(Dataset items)
------------------------------------------------------------------------

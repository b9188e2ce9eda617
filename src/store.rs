//! On-disk storage for generated subscription files.
//!
//! Each subscription is one YAML file in a flat directory. Files produced
//! by the generator are named `clash_config_<owner>_<unix-secs>.yaml`, which
//! is what [`SubscriptionStore::reset`] keys on. Writes go through a temp
//! file and a rename so readers never see a half-written config.

use std::fmt;
use std::io;
use std::path::{Path, PathBuf};
use std::sync::atomic::{AtomicU64, Ordering};

use tokio::io::AsyncWriteExt;

/// Prefix shared by generated subscription files.
pub const GENERATED_PREFIX: &str = "clash_config_";

const MAX_FILENAME_LEN: usize = 128;

/// Suffixes tried by [`SubscriptionStore::save_new`] before giving up.
const MAX_NAME_ATTEMPTS: usize = 100;

static TMP_COUNTER: AtomicU64 = AtomicU64::new(0);

#[derive(Debug, thiserror::Error)]
pub enum StoreError {
    #[error("invalid subscription file name '{0}'")]
    InvalidName(String),

    #[error("invalid owner name '{0}'")]
    InvalidOwner(String),

    #[error("config content is empty")]
    EmptyContent,

    #[error("config must contain a 'proxies' section")]
    MissingProxies,

    #[error("subscription '{0}' not found")]
    NotFound(String),

    #[error("no free file name left for '{0}'")]
    NameTaken(String),

    #[error("failed to {action} {}: {source}", .path.display())]
    Io {
        action: &'static str,
        path: PathBuf,
        #[source]
        source: io::Error,
    },
}

impl StoreError {
    fn io(action: &'static str, path: &Path, source: io::Error) -> Self {
        Self::Io {
            action,
            path: path.to_path_buf(),
            source,
        }
    }
}

/// Who a subscription belongs to. Restricted to characters that are safe
/// inside a file name.
#[derive(Debug, Clone, PartialEq, Eq, Hash)]
pub struct Owner(String);

impl Owner {
    pub fn new(name: &str) -> Result<Self, StoreError> {
        let name = name.trim();
        let valid = !name.is_empty()
            && name.len() <= 64
            && name
                .chars()
                .all(|c| c.is_ascii_alphanumeric() || c == '-' || c == '.');
        if valid {
            Ok(Self(name.to_string()))
        } else {
            Err(StoreError::InvalidOwner(name.to_string()))
        }
    }

    pub fn anonymous() -> Self {
        Self("anonymous".to_string())
    }

    pub fn as_str(&self) -> &str {
        &self.0
    }
}

impl fmt::Display for Owner {
    fn fmt(&self, f: &mut fmt::Formatter<'_>) -> fmt::Result {
        f.write_str(&self.0)
    }
}

/// Flat directory of subscription YAML files.
#[derive(Debug, Clone)]
pub struct SubscriptionStore {
    dir: PathBuf,
}

impl SubscriptionStore {
    pub fn new(dir: impl Into<PathBuf>) -> Self {
        Self { dir: dir.into() }
    }

    pub fn dir(&self) -> &Path {
        &self.dir
    }

    /// Config name used when the caller does not supply one.
    pub fn generated_name(owner: &Owner) -> String {
        format!(
            "{GENERATED_PREFIX}{}_{}",
            owner,
            chrono::Utc::now().timestamp()
        )
    }

    /// Write `content` under `filename` and return the final file name.
    ///
    /// `.yaml` is appended unless the name already ends in `.yaml`/`.yml`.
    pub async fn save(&self, filename: &str, content: &str) -> Result<String, StoreError> {
        let filename = normalize_filename(filename)?;
        tokio::fs::create_dir_all(&self.dir)
            .await
            .map_err(|e| StoreError::io("create", &self.dir, e))?;

        let path = self.dir.join(&filename);
        // Hidden and unique per write, so concurrent saves never share it
        // and `load`/`reset` never see it.
        let tmp_path = self.dir.join(format!(
            ".{filename}.{}.{}.tmp",
            std::process::id(),
            TMP_COUNTER.fetch_add(1, Ordering::Relaxed)
        ));
        tokio::fs::write(&tmp_path, content.as_bytes())
            .await
            .map_err(|e| StoreError::io("write", &tmp_path, e))?;
        if let Err(e) = tokio::fs::rename(&tmp_path, &path).await {
            let _ = tokio::fs::remove_file(&tmp_path).await;
            return Err(StoreError::io("rename", &tmp_path, e));
        }

        tracing::info!("saved subscription {}", path.display());
        Ok(filename)
    }

    /// Write `content` under a name nobody else holds yet.
    ///
    /// Tries `filename`, then `<stem>_1.<ext>`, `<stem>_2.<ext>` and so on,
    /// creating each candidate exclusively. Returns the name actually used.
    pub async fn save_new(&self, filename: &str, content: &str) -> Result<String, StoreError> {
        let base = normalize_filename(filename)?;
        tokio::fs::create_dir_all(&self.dir)
            .await
            .map_err(|e| StoreError::io("create", &self.dir, e))?;

        let (stem, ext) = base.rsplit_once('.').unwrap_or((base.as_str(), "yaml"));
        for attempt in 0..MAX_NAME_ATTEMPTS {
            let candidate = if attempt == 0 {
                base.clone()
            } else {
                format!("{stem}_{attempt}.{ext}")
            };
            let path = self.dir.join(&candidate);
            let mut file = match tokio::fs::OpenOptions::new()
                .write(true)
                .create_new(true)
                .open(&path)
                .await
            {
                Ok(file) => file,
                Err(e) if e.kind() == io::ErrorKind::AlreadyExists => continue,
                Err(e) => return Err(StoreError::io("create", &path, e)),
            };

            let written = async {
                file.write_all(content.as_bytes()).await?;
                file.flush().await
            }
            .await;
            if let Err(e) = written {
                let _ = tokio::fs::remove_file(&path).await;
                return Err(StoreError::io("write", &path, e));
            }

            tracing::info!("saved subscription {}", path.display());
            return Ok(candidate);
        }

        Err(StoreError::NameTaken(base))
    }

    /// Save a hand-edited config.
    ///
    /// The content must be non-empty and contain a `proxies:` section. When
    /// `filename` is blank a generated name for `owner` is used.
    pub async fn save_custom(
        &self,
        filename: Option<&str>,
        content: &str,
        owner: &Owner,
    ) -> Result<String, StoreError> {
        if content.trim().is_empty() {
            return Err(StoreError::EmptyContent);
        }
        if !content.contains("proxies:") {
            return Err(StoreError::MissingProxies);
        }
        match filename.map(str::trim).filter(|f| !f.is_empty()) {
            Some(name) => self.save(name, content).await,
            None => self.save_new(&Self::generated_name(owner), content).await,
        }
    }

    /// Read a stored subscription.
    pub async fn load(&self, filename: &str) -> Result<String, StoreError> {
        let filename = normalize_filename(filename)?;
        let path = self.dir.join(&filename);
        match tokio::fs::read_to_string(&path).await {
            Ok(content) => Ok(content),
            Err(e) if e.kind() == io::ErrorKind::NotFound => Err(StoreError::NotFound(filename)),
            Err(e) => Err(StoreError::io("read", &path, e)),
        }
    }

    /// Delete every generated subscription belonging to `owner`.
    ///
    /// Returns the number of files removed. A missing directory counts as
    /// nothing to delete. Files that fail to delete are logged and skipped.
    pub async fn reset(&self, owner: &Owner) -> Result<usize, StoreError> {
        let prefix = format!("{GENERATED_PREFIX}{owner}_");
        let mut entries = match tokio::fs::read_dir(&self.dir).await {
            Ok(entries) => entries,
            Err(e) if e.kind() == io::ErrorKind::NotFound => return Ok(0),
            Err(e) => return Err(StoreError::io("read", &self.dir, e)),
        };

        let mut deleted = 0;
        while let Some(entry) = entries
            .next_entry()
            .await
            .map_err(|e| StoreError::io("read", &self.dir, e))?
        {
            let name = entry.file_name().to_string_lossy().into_owned();
            if !name.starts_with(&prefix) || !name.ends_with(".yaml") {
                continue;
            }
            let is_file = entry.file_type().await.map(|t| t.is_file()).unwrap_or(false);
            if !is_file {
                continue;
            }
            match tokio::fs::remove_file(entry.path()).await {
                Ok(()) => deleted += 1,
                Err(e) => tracing::warn!("failed to delete subscription {name}: {e}"),
            }
        }

        tracing::info!("deleted {deleted} subscription(s) for {owner}");
        Ok(deleted)
    }
}

/// Validate a caller-supplied file name and add the `.yaml` extension.
fn normalize_filename(raw: &str) -> Result<String, StoreError> {
    let name = raw.trim();
    let invalid = name.is_empty()
        || name.len() > MAX_FILENAME_LEN
        || name.starts_with('.')
        || name.contains("..")
        || name.chars().any(|c| matches!(c, '/' | '\\' | ':') || c.is_control());
    if invalid {
        return Err(StoreError::InvalidName(raw.to_string()));
    }

    if name.ends_with(".yaml") || name.ends_with(".yml") {
        Ok(name.to_string())
    } else {
        Ok(format!("{name}.yaml"))
    }
}

#[cfg(test)]
mod tests {
    use super::*;

    const CONFIG: &str = "mixed-port: 7890\nproxies:\n  - name: \"a\"\n";

    #[tokio::test]
    async fn save_and_load_roundtrip() {
        let dir = tempfile::tempdir().unwrap();
        let store = SubscriptionStore::new(dir.path().join("subs"));

        let name = store.save("my-config", CONFIG).await.unwrap();
        assert_eq!(name, "my-config.yaml");
        assert_eq!(store.load("my-config.yaml").await.unwrap(), CONFIG);
        let leftovers = std::fs::read_dir(dir.path().join("subs")).unwrap().count();
        assert_eq!(leftovers, 1, "temp files must not survive a save");
    }

    #[tokio::test]
    async fn save_keeps_yml_extension() {
        let dir = tempfile::tempdir().unwrap();
        let store = SubscriptionStore::new(dir.path());
        assert_eq!(store.save("a.yml", CONFIG).await.unwrap(), "a.yml");
        assert_eq!(store.save("b.yaml", CONFIG).await.unwrap(), "b.yaml");
    }

    #[tokio::test]
    async fn save_rejects_path_traversal() {
        let dir = tempfile::tempdir().unwrap();
        let store = SubscriptionStore::new(dir.path());
        for bad in ["../evil", "a/b", "a\\b", ".hidden", "", "  "] {
            let err = store.save(bad, CONFIG).await.unwrap_err();
            assert!(matches!(err, StoreError::InvalidName(_)), "{bad:?}");
        }
    }

    #[tokio::test(flavor = "multi_thread", worker_threads = 8)]
    async fn concurrent_saves_of_one_name_all_succeed() {
        let dir = tempfile::tempdir().unwrap();
        let store = SubscriptionStore::new(dir.path());

        let handles: Vec<_> = (0..64)
            .map(|i| {
                let store = store.clone();
                tokio::spawn(async move {
                    let name = if i % 2 == 0 { "shared" } else { "shared.yml" };
                    store.save(name, &format!("proxies: [] # {i}\n")).await
                })
            })
            .collect();
        for handle in handles {
            handle.await.unwrap().unwrap();
        }

        let mut names: Vec<String> = std::fs::read_dir(dir.path())
            .unwrap()
            .map(|e| e.unwrap().file_name().to_string_lossy().into_owned())
            .collect();
        names.sort();
        assert_eq!(names, ["shared.yaml", "shared.yml"]);
    }

    #[tokio::test]
    async fn save_new_never_overwrites() {
        let dir = tempfile::tempdir().unwrap();
        let store = SubscriptionStore::new(dir.path());

        let first = store.save_new("clash_config_alice_1", "first").await.unwrap();
        let second = store.save_new("clash_config_alice_1", "second").await.unwrap();
        let third = store.save_new("clash_config_alice_1.yaml", "third").await.unwrap();

        assert_eq!(first, "clash_config_alice_1.yaml");
        assert_eq!(second, "clash_config_alice_1_1.yaml");
        assert_eq!(third, "clash_config_alice_1_2.yaml");
        assert_eq!(store.load(&first).await.unwrap(), "first");
        assert_eq!(store.load(&second).await.unwrap(), "second");

        assert_eq!(store.reset(&Owner::new("alice").unwrap()).await.unwrap(), 3);
    }

    #[tokio::test]
    async fn save_custom_without_name_keeps_earlier_files() {
        let dir = tempfile::tempdir().unwrap();
        let store = SubscriptionStore::new(dir.path());
        let owner = Owner::new("gina").unwrap();

        let a = store.save_custom(None, CONFIG, &owner).await.unwrap();
        let b = store.save_custom(Some(" "), CONFIG, &owner).await.unwrap();
        assert_ne!(a, b);
        assert!(store.load(&a).await.is_ok());
        assert!(store.load(&b).await.is_ok());
    }

    #[tokio::test]
    async fn load_missing_is_not_found() {
        let dir = tempfile::tempdir().unwrap();
        let store = SubscriptionStore::new(dir.path());
        let err = store.load("nope.yaml").await.unwrap_err();
        assert!(matches!(err, StoreError::NotFound(_)));
    }

    #[tokio::test]
    async fn save_custom_validates_content() {
        let dir = tempfile::tempdir().unwrap();
        let store = SubscriptionStore::new(dir.path());
        let owner = Owner::new("alice").unwrap();

        let err = store.save_custom(None, "   ", &owner).await.unwrap_err();
        assert!(matches!(err, StoreError::EmptyContent));
        let err = store.save_custom(None, "rules: []", &owner).await.unwrap_err();
        assert!(matches!(err, StoreError::MissingProxies));

        let name = store.save_custom(None, CONFIG, &owner).await.unwrap();
        assert!(name.starts_with("clash_config_alice_"));
        assert!(name.ends_with(".yaml"));

        let name = store.save_custom(Some("edited"), CONFIG, &owner).await.unwrap();
        assert_eq!(name, "edited.yaml");
    }

    #[tokio::test]
    async fn reset_only_removes_owner_files() {
        let dir = tempfile::tempdir().unwrap();
        let store = SubscriptionStore::new(dir.path());
        store.save("clash_config_alice_1", CONFIG).await.unwrap();
        store.save("clash_config_alice_2", CONFIG).await.unwrap();
        store.save("clash_config_bob_1", CONFIG).await.unwrap();
        store.save("alice-custom", CONFIG).await.unwrap();

        let deleted = store.reset(&Owner::new("alice").unwrap()).await.unwrap();
        assert_eq!(deleted, 2);
        assert!(store.load("clash_config_bob_1.yaml").await.is_ok());
        assert!(store.load("alice-custom.yaml").await.is_ok());
        assert!(store.load("clash_config_alice_1.yaml").await.is_err());
    }

    #[tokio::test]
    async fn reset_missing_dir_is_zero() {
        let dir = tempfile::tempdir().unwrap();
        let store = SubscriptionStore::new(dir.path().join("missing"));
        assert_eq!(store.reset(&Owner::anonymous()).await.unwrap(), 0);
    }

    #[test]
    fn owner_rejects_unsafe_names() {
        assert!(Owner::new("alice-01.x").is_ok());
        assert!(Owner::new("a/b").is_err());
        assert!(Owner::new("a_b").is_err());
        assert!(Owner::new("").is_err());
        assert_eq!(Owner::new(" bob ").unwrap().as_str(), "bob");
    }

    #[test]
    fn generated_name_has_owner_and_timestamp() {
        let name = SubscriptionStore::generated_name(&Owner::new("carol").unwrap());
        let suffix = name.strip_prefix("clash_config_carol_").unwrap();
        assert!(suffix.parse::<i64>().is_ok());
    }
}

------------------------------------------------------------------------

Description of the task – Scan the records for the word "that", and copy each line where it is found.

Exercise response –
/// Who a subscription belongs to. Restricted to characters that are safe
    /// nothing to delete. Files that fail to delete are logged and skipped.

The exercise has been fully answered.